Stored items:

BEGIN

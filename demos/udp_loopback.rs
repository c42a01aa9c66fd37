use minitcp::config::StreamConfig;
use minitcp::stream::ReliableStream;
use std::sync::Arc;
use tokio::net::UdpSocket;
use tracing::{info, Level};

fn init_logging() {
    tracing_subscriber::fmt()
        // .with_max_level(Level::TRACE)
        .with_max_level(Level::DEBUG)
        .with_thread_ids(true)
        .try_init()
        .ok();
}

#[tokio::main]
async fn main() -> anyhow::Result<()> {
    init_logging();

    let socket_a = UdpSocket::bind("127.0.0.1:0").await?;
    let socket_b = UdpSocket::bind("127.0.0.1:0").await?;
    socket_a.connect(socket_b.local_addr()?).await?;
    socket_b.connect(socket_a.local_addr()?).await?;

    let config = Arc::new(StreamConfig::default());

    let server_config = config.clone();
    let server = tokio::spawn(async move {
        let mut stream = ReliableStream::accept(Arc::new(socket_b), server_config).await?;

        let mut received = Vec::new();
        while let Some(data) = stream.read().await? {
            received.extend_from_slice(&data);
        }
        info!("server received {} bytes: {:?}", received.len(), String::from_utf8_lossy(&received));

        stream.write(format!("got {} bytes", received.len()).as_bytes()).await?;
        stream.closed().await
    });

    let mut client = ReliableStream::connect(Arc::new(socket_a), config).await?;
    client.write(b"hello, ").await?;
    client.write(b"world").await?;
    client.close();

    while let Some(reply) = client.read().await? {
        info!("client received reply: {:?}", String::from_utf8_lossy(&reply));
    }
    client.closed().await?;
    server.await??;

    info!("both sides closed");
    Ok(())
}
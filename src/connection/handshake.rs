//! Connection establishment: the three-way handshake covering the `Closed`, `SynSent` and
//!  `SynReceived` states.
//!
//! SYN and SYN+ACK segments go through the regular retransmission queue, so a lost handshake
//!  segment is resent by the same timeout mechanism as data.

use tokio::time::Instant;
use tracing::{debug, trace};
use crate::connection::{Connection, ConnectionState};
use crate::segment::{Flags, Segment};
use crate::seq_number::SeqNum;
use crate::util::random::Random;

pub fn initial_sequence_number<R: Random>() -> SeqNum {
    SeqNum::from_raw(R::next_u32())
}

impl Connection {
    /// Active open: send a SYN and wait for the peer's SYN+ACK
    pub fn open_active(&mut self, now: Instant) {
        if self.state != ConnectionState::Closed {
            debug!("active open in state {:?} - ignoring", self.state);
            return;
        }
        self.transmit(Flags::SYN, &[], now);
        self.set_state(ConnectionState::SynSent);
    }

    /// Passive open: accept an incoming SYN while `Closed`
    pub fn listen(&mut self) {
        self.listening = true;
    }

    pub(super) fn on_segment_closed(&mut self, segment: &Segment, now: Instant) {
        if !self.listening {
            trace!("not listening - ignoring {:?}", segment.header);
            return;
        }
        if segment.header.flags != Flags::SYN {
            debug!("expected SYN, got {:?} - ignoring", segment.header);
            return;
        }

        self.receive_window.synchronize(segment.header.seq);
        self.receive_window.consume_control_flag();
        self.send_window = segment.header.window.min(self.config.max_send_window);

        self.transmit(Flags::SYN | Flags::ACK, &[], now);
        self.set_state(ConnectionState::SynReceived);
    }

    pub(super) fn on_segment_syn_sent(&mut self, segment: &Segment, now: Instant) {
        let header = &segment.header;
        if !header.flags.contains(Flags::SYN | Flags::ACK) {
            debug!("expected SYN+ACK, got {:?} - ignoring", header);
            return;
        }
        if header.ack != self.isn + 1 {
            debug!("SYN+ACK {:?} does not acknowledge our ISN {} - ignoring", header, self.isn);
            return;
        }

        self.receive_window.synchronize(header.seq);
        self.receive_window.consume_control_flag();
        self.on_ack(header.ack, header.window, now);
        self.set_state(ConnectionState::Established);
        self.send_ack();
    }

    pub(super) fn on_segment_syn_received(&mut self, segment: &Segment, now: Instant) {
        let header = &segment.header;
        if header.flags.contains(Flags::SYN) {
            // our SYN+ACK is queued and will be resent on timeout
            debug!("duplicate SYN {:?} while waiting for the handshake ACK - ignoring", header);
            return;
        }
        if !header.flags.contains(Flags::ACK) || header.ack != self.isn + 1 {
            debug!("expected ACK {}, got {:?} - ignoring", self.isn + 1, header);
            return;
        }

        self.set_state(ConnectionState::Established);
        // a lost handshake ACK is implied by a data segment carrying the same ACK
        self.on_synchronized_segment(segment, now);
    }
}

END

What needs to be done: Extract each line holding the word "UdpSocket" from the records.

Response area:
use tokio::net::UdpSocket;
    let socket_a = UdpSocket::bind("127.0.0.1:0").await?;
    let socket_b = UdpSocket::bind("127.0.0.1:0").await?;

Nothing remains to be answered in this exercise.